*Activity*: A single stretch of the material below is to be transcribed exactly, starting at the line with "was written twice" and ending after the line with "A value would".

*The data*:
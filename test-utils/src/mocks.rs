//! Wiremock-backed stand-in for the book ordering API.
//!
//! Serves one registration, the book catalogue and a single order that walks
//! through create, read, update and delete. Order endpoints require the
//! issued bearer token and answer 401 otherwise.

use crate::fixtures;
use serde_json::{Value, json};
use wiremock::matchers::{body_json, header, method, path, path_regex};
use wiremock::{Mock, MockServer, ResponseTemplate};

/// Customer name the mock expects on order creation.
pub const CUSTOMER_NAME: &str = "ali";
/// Customer name the mock expects on order update.
pub const UPDATED_CUSTOMER_NAME: &str = "abuakar";
/// Book the mock expects to be ordered.
pub const ORDER_BOOK_ID: u64 = 5;

/// Behaviour knobs for [`MockBookstore`].
#[derive(Debug, Clone)]
pub struct MockBookstoreConfig {
    /// Token issued on registration
    pub token: String,
    /// Id assigned to the created order
    pub order_id: String,
    /// Status returned by `POST /api-clients/`
    pub registration_status: u16,
    /// Body returned by `POST /api-clients/`, defaults to `{"accessToken": token}`
    pub registration_body: Option<Value>,
    /// Status returned by `POST /orders/`
    pub order_create_status: u16,
    /// Extra property added to the single book record
    pub book_extra_field: Option<(String, Value)>,
    /// Extra property added to order records
    pub order_extra_field: Option<(String, Value)>,
    /// Accept the update but keep serving the original customer name
    pub stale_update: bool,
    /// Accept the delete but keep serving the order
    pub undeletable_order: bool,
}

impl Default for MockBookstoreConfig {
    fn default() -> Self {
        Self {
            token: "f1e2d3c4b5a697887766554433221100ffeeddccbbaa99887766554433221100".to_string(),
            order_id: "PF6MflPDcuhWobZcgmJy5".to_string(),
            registration_status: 201,
            registration_body: None,
            order_create_status: 201,
            book_extra_field: None,
            order_extra_field: None,
            stale_update: false,
            undeletable_order: false,
        }
    }
}

impl MockBookstoreConfig {
    /// Reject registration with `status`.
    #[must_use]
    pub fn with_registration_failure(mut self, status: u16) -> Self {
        self.registration_status = status;
        self.registration_body = Some(fixtures::error("API client already registered."));
        self
    }

    /// Reject order creation with `status`.
    #[must_use]
    pub const fn with_order_create_status(mut self, status: u16) -> Self {
        self.order_create_status = status;
        self
    }

    /// Add an undeclared property to the single book record.
    #[must_use]
    pub fn with_book_extra_field(mut self, name: &str, value: Value) -> Self {
        self.book_extra_field = Some((name.to_string(), value));
        self
    }

    /// Answer the update with 204 without applying it.
    #[must_use]
    pub const fn with_stale_update(mut self) -> Self {
        self.stale_update = true;
        self
    }

    /// Answer the delete with 204 without removing the order.
    #[must_use]
    pub const fn with_undeletable_order(mut self) -> Self {
        self.undeletable_order = true;
        self
    }

    /// Add an undeclared property to order records.
    #[must_use]
    pub fn with_order_extra_field(mut self, name: &str, value: Value) -> Self {
        self.order_extra_field = Some((name.to_string(), value));
        self
    }
}

/// A running mock of the book ordering API.
#[derive(Debug)]
pub struct MockBookstore {
    server: MockServer,
    config: MockBookstoreConfig,
}

impl MockBookstore {
    /// Start a mock with default behaviour.
    pub async fn start() -> Self {
        Self::start_with(MockBookstoreConfig::default()).await
    }

    /// Start a mock with `config`.
    pub async fn start_with(config: MockBookstoreConfig) -> Self {
        let server = MockServer::start().await;
        let mock = Self { server, config };
        mock.mount().await;
        mock
    }

    /// Base URI of the mock.
    #[must_use]
    pub fn uri(&self) -> String {
        self.server.uri()
    }

    /// Underlying server, for request inspection.
    #[must_use]
    pub const fn server(&self) -> &MockServer {
        &self.server
    }

    /// Configuration the mock was started with.
    #[must_use]
    pub const fn config(&self) -> &MockBookstoreConfig {
        &self.config
    }

    fn order(&self, customer_name: &str) -> Value {
        let mut order = fixtures::order(&self.config.order_id, ORDER_BOOK_ID, customer_name);
        if let Some((name, value)) = &self.config.order_extra_field {
            order[name.as_str()] = value.clone();
        }
        order
    }

    async fn mount(&self) {
        let cfg = &self.config;
        let bearer = format!("Bearer {}", cfg.token);
        let order_path = format!("/orders/{}", cfg.order_id);

        let registration = cfg
            .registration_body
            .clone()
            .unwrap_or_else(|| fixtures::registration(&cfg.token));
        Mock::given(method("POST"))
            .and(path("/api-clients/"))
            .respond_with(ResponseTemplate::new(cfg.registration_status).set_body_json(registration))
            .mount(&self.server)
            .await;

        Mock::given(method("GET"))
            .and(path("/books"))
            .respond_with(ResponseTemplate::new(200).set_body_json(fixtures::book_list()))
            .mount(&self.server)
            .await;

        let mut book = fixtures::book(3, "fiction");
        if let Some((name, value)) = &cfg.book_extra_field {
            book[name.as_str()] = value.clone();
        }
        Mock::given(method("GET"))
            .and(path("/books/3"))
            .respond_with(ResponseTemplate::new(200).set_body_json(book))
            .mount(&self.server)
            .await;

        let created = if cfg.order_create_status / 100 == 2 {
            fixtures::order_created(&cfg.order_id)
        } else {
            fixtures::error("Invalid or missing bookId.")
        };
        Mock::given(method("POST"))
            .and(path("/orders/"))
            .and(header("authorization", bearer.as_str()))
            .and(body_json(json!({
                "bookId": ORDER_BOOK_ID,
                "customerName": CUSTOMER_NAME,
            })))
            .respond_with(ResponseTemplate::new(cfg.order_create_status).set_body_json(created))
            .mount(&self.server)
            .await;

        Mock::given(method("GET"))
            .and(path("/orders"))
            .and(header("authorization", bearer.as_str()))
            .respond_with(
                ResponseTemplate::new(200).set_body_json(json!([self.order(CUSTOMER_NAME)])),
            )
            .mount(&self.server)
            .await;

        // Reads of the order see, in turn: the original, the update, nothing.
        let updated_name = if cfg.stale_update {
            CUSTOMER_NAME
        } else {
            UPDATED_CUSTOMER_NAME
        };
        let after_delete = if cfg.undeletable_order {
            ResponseTemplate::new(200).set_body_json(self.order(updated_name))
        } else {
            ResponseTemplate::new(404)
                .set_body_json(fixtures::error(&format!("No order with id {}.", cfg.order_id)))
        };
        Mock::given(method("GET"))
            .and(path(order_path.as_str()))
            .and(header("authorization", bearer.as_str()))
            .respond_with(ResponseTemplate::new(200).set_body_json(self.order(CUSTOMER_NAME)))
            .up_to_n_times(1)
            .with_priority(1)
            .mount(&self.server)
            .await;
        Mock::given(method("GET"))
            .and(path(order_path.as_str()))
            .and(header("authorization", bearer.as_str()))
            .respond_with(ResponseTemplate::new(200).set_body_json(self.order(updated_name)))
            .up_to_n_times(1)
            .with_priority(2)
            .mount(&self.server)
            .await;
        Mock::given(method("GET"))
            .and(path(order_path.as_str()))
            .and(header("authorization", bearer.as_str()))
            .respond_with(after_delete)
            .with_priority(3)
            .mount(&self.server)
            .await;

        Mock::given(method("PATCH"))
            .and(path(order_path.as_str()))
            .and(header("authorization", bearer.as_str()))
            .and(body_json(json!({"customerName": UPDATED_CUSTOMER_NAME})))
            .respond_with(ResponseTemplate::new(204))
            .mount(&self.server)
            .await;

        Mock::given(method("DELETE"))
            .and(path(order_path.as_str()))
            .and(header("authorization", bearer.as_str()))
            .respond_with(ResponseTemplate::new(204))
            .mount(&self.server)
            .await;

        Mock::given(path_regex("^/orders"))
            .respond_with(
                ResponseTemplate::new(401).set_body_json(fixtures::error("Missing Authorization header.")),
            )
            .with_priority(10)
            .mount(&self.server)
            .await;
    }
}
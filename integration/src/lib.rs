//! End-to-end tests for the bookstore contract suite live under `tests/`.

#![forbid(unsafe_code)]
//! Shared test utilities for the bookstore contract harness.
//!
//! This crate provides:
//! - Proptest generators for harness inputs
//! - A wiremock-backed mock of the book ordering API
//! - JSON fixtures shaped like the API's responses

#![forbid(unsafe_code)]
#![warn(missing_docs)]

pub mod fixtures;
pub mod generators;
pub mod mocks;

pub use generators::*;
pub use mocks::{MockBookstore, MockBookstoreConfig};
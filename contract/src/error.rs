//! Contract runner error types.
//!
//! These are the errors that stop a run or reject a suite. Assertion
//! failures inside a step are not errors; they are recorded as
//! [`Failure`](crate::Failure) values on the step outcome.

use crate::context::ContextKey;
use thiserror::Error;

/// Errors produced while preparing or setting up a contract run.
#[derive(Error, Debug)]
pub enum ContractError {
    /// Client registration answered with a non-2xx status
    #[error("Client registration failed with status {status}: {body}")]
    Registration {
        /// HTTP status returned by the registration endpoint
        status: u16,
        /// Response body, as text
        body: String,
    },

    /// Client registration succeeded but returned no usable token
    #[error("Client registration response has no accessToken")]
    MissingToken,

    /// The request could not be delivered or the response not read
    #[error("Transport error: {0}")]
    Transport(#[from] reqwest::Error),

    /// Session context misuse
    #[error(transparent)]
    Context(#[from] ContextError),

    /// A schema definition did not compile
    #[error("Invalid schema {name}: {reason}")]
    InvalidSchema {
        /// Schema name
        name: String,
        /// Compiler message
        reason: String,
    },

    /// A suite is not runnable as declared
    #[error("Invalid suite: {0}")]
    InvalidSuite(String),

    /// A URL could not be built from the base URL and a path
    #[error("Invalid URL: {0}")]
    InvalidUrl(#[from] url::ParseError),

    /// Serialization error
    #[error("Serialization error: {0}")]
    Serialization(#[from] serde_json::Error),
}

/// Result type for contract runner operations.
pub type ContractResult<T> = Result<T, ContractError>;

impl ContractError {
    /// Check if the error means client setup failed.
    ///
    /// Setup failures cause every step that needs the access token to be skipped.
    #[must_use]
    pub const fn is_setup_failure(&self) -> bool {
        matches!(
            self,
            Self::Registration { .. } | Self::MissingToken | Self::Transport(_) | Self::Serialization(_)
        )
    }

    /// Create an invalid suite error.
    #[must_use]
    pub fn invalid_suite(msg: impl Into<String>) -> Self {
        Self::InvalidSuite(msg.into())
    }

    /// Create an invalid schema error.
    #[must_use]
    pub fn invalid_schema(name: impl Into<String>, reason: impl Into<String>) -> Self {
        Self::InvalidSchema {
            name: name.into(),
            reason: reason.into(),
        }
    }
}

/// Errors raised by [`SessionContext`](crate::SessionContext).
#[derive(Error, Debug, Clone, PartialEq, Eq)]
pub enum ContextError {
    /// A template references a key that has not been written yet
    #[error("Session context has no value for {0}")]
    Missing(ContextKey),

    /// A key was written twice
    #[error("Session context value {0} is already set")]
    AlreadySet(ContextKey),

    /// A template placeholder names no known key
    #[error("Unknown placeholder {{{0}}}")]
    UnknownPlaceholder(String),

    /// A value would escape its path segment (empty, `.` or `..`)
    #[error("Session context value {0} cannot be used as a path segment")]
    UnsafePathSegment(ContextKey),
}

*Task answer*:
    /// A key was written twice
    #[error("Session context value {0} is already set")]
    AlreadySet(ContextKey),

    /// A template placeholder names no known key
    #[error("Unknown placeholder {{{0}}}")]
    UnknownPlaceholder(String),

    /// A value would escape its path segment (empty, `.` or `..`)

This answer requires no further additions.